Dans notre monde occidental actuel, ces épreuves nous manquent. La foi n'est pas habituellement contrariée, elle s'évapore. Nous observons, en même temps, le développement d'une vague religiosité irrationnelle, sans contours précis et en dehors des Églises. C'est le signe du désir humain de religiosité, du symbolisme et de la mystique (une réaction au rationalisme et à la technique). Nous devons selon l'Évangile témoigner de notre espérance. Nous devons sentir ce qui influence l'homme moderne, de quoi il souffre. Si c'est par exemple la peur, il faut annoncer la foi comme confiance. Notre prédication de la Parole de Dieu devrait aider les autres à discerner entre ce qui est bon et ce qui est faux, ce qui est futile et ce qui est important, ce qui est divin et ce qui est humain, entre le désespoir et l'espérance. Ils pourraient ensuite reconnaître que le royaume de Dieu est déjà là, que c'est le Christ suspendu à la croix avec ses mains et ses pieds transpercés.
La confiance, c'est l'attitude de l'homme qui trouve son soutien en ce qui ne peut pas décevoir.
Quant aux autres vertus, elles se trouvent dans une position semblable à celle de la foi-confiance. Elles sont aussi une force qui guérit, qui agit en vue du salut. Par exemple l'une des quatre vertus cardinales, la tempérance, la sobriété dans les plaisirs (tout le contraire de la concupiscence effrénée, des excès de nourriture, de l'alcoolisme). Ou bien encore le courage qui ne consiste pas en une forme d'agressivité mais dans le fait de supporter les difficultés.

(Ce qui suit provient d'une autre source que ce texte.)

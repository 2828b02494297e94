//! Command-line access to the CDMI vocabulary registry.
//!
//! Resolves symbols and wire values, lists tables and capabilities, prints or
//! checks registry snapshots, and validates CDMI JSON documents against the
//! closed vocabulary. Output goes to stdout; logs and errors go to stderr.

use anyhow::{Context, Result, bail};
use cdmi_vocab::error_catalog::ErrorCatalog;
use cdmi_vocab::snapshot::{load_snapshot_schema, read_snapshot, validate_snapshot};
use cdmi_vocab::{
    CapabilityKind, Registry, init_global, validate_capability_keys, validate_metadata_keys,
};
use serde_json::Value;
use std::env;
use std::ffi::OsString;
use std::fs;
use std::io::{self, Read};
use std::path::PathBuf;
use tracing::debug;

fn main() {
    match run() {
        Ok(code) => std::process::exit(code),
        Err(err) => {
            eprintln!("{err:#}");
            std::process::exit(1);
        }
    }
}

fn run() -> Result<i32> {
    let cli = Cli::parse(env::args_os().skip(1))?;
    init_tracing(cli.verbose)?;

    let registry = init_global().context("built-in CDMI vocabulary failed validation")?;
    debug!(command = ?cli.command, "dispatching");
    cli.command.execute(registry)
}

// Stderr stays quiet for scripted use unless something goes wrong.
fn init_tracing(verbose: bool) -> Result<()> {
    let subscriber = tracing_subscriber::fmt()
        .with_max_level(if verbose {
            tracing::Level::DEBUG
        } else {
            tracing::Level::WARN
        })
        .with_writer(io::stderr)
        .finish();
    tracing::subscriber::set_global_default(subscriber).context("installing log subscriber")
}

struct Cli {
    verbose: bool,
    command: Command,
}

#[derive(Debug)]
enum Command {
    Tables,
    Show { table: String },
    Wire { table: String, symbol: String },
    Symbol { table: String, wire: String },
    Capabilities { kind: CapabilityKind },
    Has { kind: CapabilityKind, symbol: String },
    Errors { catalog: Option<PathBuf> },
    Snapshot { validate: bool },
    CheckSnapshot { path: PathBuf },
    CheckMetadata { source: InputSource },
    CheckCapabilities { kind: CapabilityKind, source: InputSource },
}

#[derive(Debug)]
enum InputSource {
    File(PathBuf),
    Stdin,
}

impl InputSource {
    fn read_json(&self) -> Result<Value> {
        let raw = match self {
            InputSource::File(path) => {
                if !path.is_file() {
                    bail!("input file not found: {}", path.display());
                }
                fs::read(path).with_context(|| format!("reading {}", path.display()))?
            }
            InputSource::Stdin => {
                let mut buf = Vec::new();
                io::stdin()
                    .read_to_end(&mut buf)
                    .context("reading stdin")?;
                buf
            }
        };
        serde_json::from_slice(&raw).context("failed to parse JSON input")
    }
}

impl Cli {
    fn parse(args: impl IntoIterator<Item = OsString>) -> Result<Self> {
        let mut verbose = false;
        let mut words = Vec::new();
        for arg_os in args {
            let arg = arg_os
                .into_string()
                .map_err(|_| anyhow::anyhow!("argument is not valid UTF-8"))?;
            match arg.as_str() {
                "-v" | "--verbose" => verbose = true,
                "-h" | "--help" => {
                    print!("{}", usage());
                    std::process::exit(0);
                }
                _ => words.push(arg),
            }
        }

        let mut words = words.into_iter();
        let Some(name) = words.next() else {
            bail!("missing command\n{}", usage());
        };
        let rest: Vec<String> = words.collect();
        let command = match (name.as_str(), rest.as_slice()) {
            ("tables", []) => Command::Tables,
            ("show", [table]) => Command::Show {
                table: table.clone(),
            },
            ("wire", [table, symbol]) => Command::Wire {
                table: table.clone(),
                symbol: symbol.clone(),
            },
            ("symbol", [table, wire]) => Command::Symbol {
                table: table.clone(),
                wire: wire.clone(),
            },
            ("capabilities", [kind]) => Command::Capabilities {
                kind: kind.parse()?,
            },
            ("has", [kind, symbol]) => Command::Has {
                kind: kind.parse()?,
                symbol: symbol.clone(),
            },
            ("errors", []) => Command::Errors { catalog: None },
            ("errors", [flag, path]) if flag == "--catalog" => Command::Errors {
                catalog: Some(PathBuf::from(path)),
            },
            ("snapshot", []) => Command::Snapshot { validate: false },
            ("snapshot", [flag]) if flag == "--validate" => Command::Snapshot { validate: true },
            ("check-snapshot", [path]) => Command::CheckSnapshot {
                path: PathBuf::from(path),
            },
            ("check-metadata", source) => Command::CheckMetadata {
                source: parse_source(source)?,
            },
            ("check-capabilities", [kind, source @ ..]) => Command::CheckCapabilities {
                kind: kind.parse()?,
                source: parse_source(source)?,
            },
            (other, _) => bail!("unknown command or arguments: {other}\n{}", usage()),
        };

        Ok(Cli { verbose, command })
    }
}

fn parse_source(args: &[String]) -> Result<InputSource> {
    match args {
        [] => Ok(InputSource::Stdin),
        [flag] if flag == "--stdin" => Ok(InputSource::Stdin),
        [flag, path] if flag == "--file" => Ok(InputSource::File(PathBuf::from(path))),
        _ => bail!("expected --file PATH or --stdin"),
    }
}

impl Command {
    fn execute(&self, registry: &Registry) -> Result<i32> {
        match self {
            Command::Tables => {
                for table in registry.tables() {
                    println!("{}\t{}", table.id(), table.len());
                }
            }
            Command::Show { table } => {
                for entry in registry.table_named(table)?.entries() {
                    println!("{}\t{}", entry.symbol, entry.wire);
                }
            }
            Command::Wire { table, symbol } => {
                println!("{}", registry.wire_value_of(table, symbol)?);
            }
            Command::Symbol { table, wire } => {
                println!("{}", registry.symbolic_name_of_wire_value(table, wire)?);
            }
            Command::Capabilities { kind } => {
                for entry in registry.capabilities_for(*kind) {
                    println!("{}", entry.symbol);
                }
            }
            Command::Has { kind, symbol } => {
                return Ok(if registry.has_capability(*kind, symbol) { 0 } else { 1 });
            }
            Command::Errors { catalog } => {
                let catalog = catalog
                    .as_deref()
                    .map(|path| ErrorCatalog::load(path, registry))
                    .transpose()?;
                for code in registry.all_error_codes() {
                    match catalog.as_ref().and_then(|c| c.describe(code)) {
                        Some(desc) => println!("{code}\t{}\t{}", desc.http_status, desc.message),
                        None => println!("{code}"),
                    }
                }
            }
            Command::Snapshot { validate } => {
                let snapshot = registry.snapshot();
                if *validate {
                    let schema = load_snapshot_schema()?;
                    validate_snapshot(&snapshot, &schema)?;
                }
                println!("{}", serde_json::to_string_pretty(&snapshot)?);
            }
            Command::CheckSnapshot { path } => {
                let schema = load_snapshot_schema()?;
                let stored = read_snapshot(path, &schema)?;
                return Ok(report(registry.drift_from(&stored)));
            }
            Command::CheckMetadata { source } => {
                let value = source.read_json()?;
                return Ok(report(validate_metadata_keys(registry, &value)));
            }
            Command::CheckCapabilities { kind, source } => {
                let value = source.read_json()?;
                return Ok(report(validate_capability_keys(registry, *kind, &value)));
            }
        }
        Ok(0)
    }
}

/// Print findings to stdout and turn them into an exit code.
fn report(findings: Vec<String>) -> i32 {
    for finding in &findings {
        println!("{finding}");
    }
    if findings.is_empty() { 0 } else { 1 }
}

fn usage() -> &'static str {
    "Usage: cdmi-vocab [-v|--verbose] <command>\n\
\n\
Commands:\n\
  tables                                   list tables with entry counts\n\
  show <table>                             print symbol and wire value of every entry\n\
  wire <table> <symbol>                    resolve a symbolic name to its wire value\n\
  symbol <table> <wire>                    resolve a wire value to its symbolic name\n\
  capabilities <kind>                      list capabilities of a resource kind\n\
  has <kind> <symbol>                      exit 0 when the kind has the capability\n\
  errors [--catalog PATH]                  list error references\n\
  snapshot [--validate]                    print the registry snapshot as JSON\n\
  check-snapshot <PATH>                    report drift between PATH and the registry\n\
  check-metadata [--file PATH|--stdin]     check reserved metadata keys\n\
  check-capabilities <kind> [--file PATH|--stdin]\n\
\n\
Kinds: container, data_object, data_system, domain, queue, system_wide\n"
}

Les sectes contemporaines, surtout les sectes orientales, proposent à l'homme sous couvert de religion une meilleure santé, l'équilibre psychique, etc. Cela ne doit pas nous devenir étranger. Mais notre devoir est de témoigner au monde et aux jeunes gens de l'avenir et de l'espérance. Comme Dieu se tourne vers nous par sa fidélité qu'Il ne révoque jamais, notre foi est le bien le plus précieux qui nous a été confié. Dans la foi, Dieu nous donne non seulement quelque chose, mais Il se donne lui-même.
La responsabilité de l'Église, et celle des Dominicains, consiste précisément en cela que nous recevons ce don et nous nous efforçons de le transmettre. Les jeunes gens veulent expérimenter ce qu'est une journée vécue en chrétien. L'histoire personnelle de chacun lui enseigne que nous recevons la foi des hommes qui croient, de la même manière que nous apprenons à aimer et à avoir confiance des personnes dignes de confiance et qui aiment vraiment, qui risquent l'amour et la confiance.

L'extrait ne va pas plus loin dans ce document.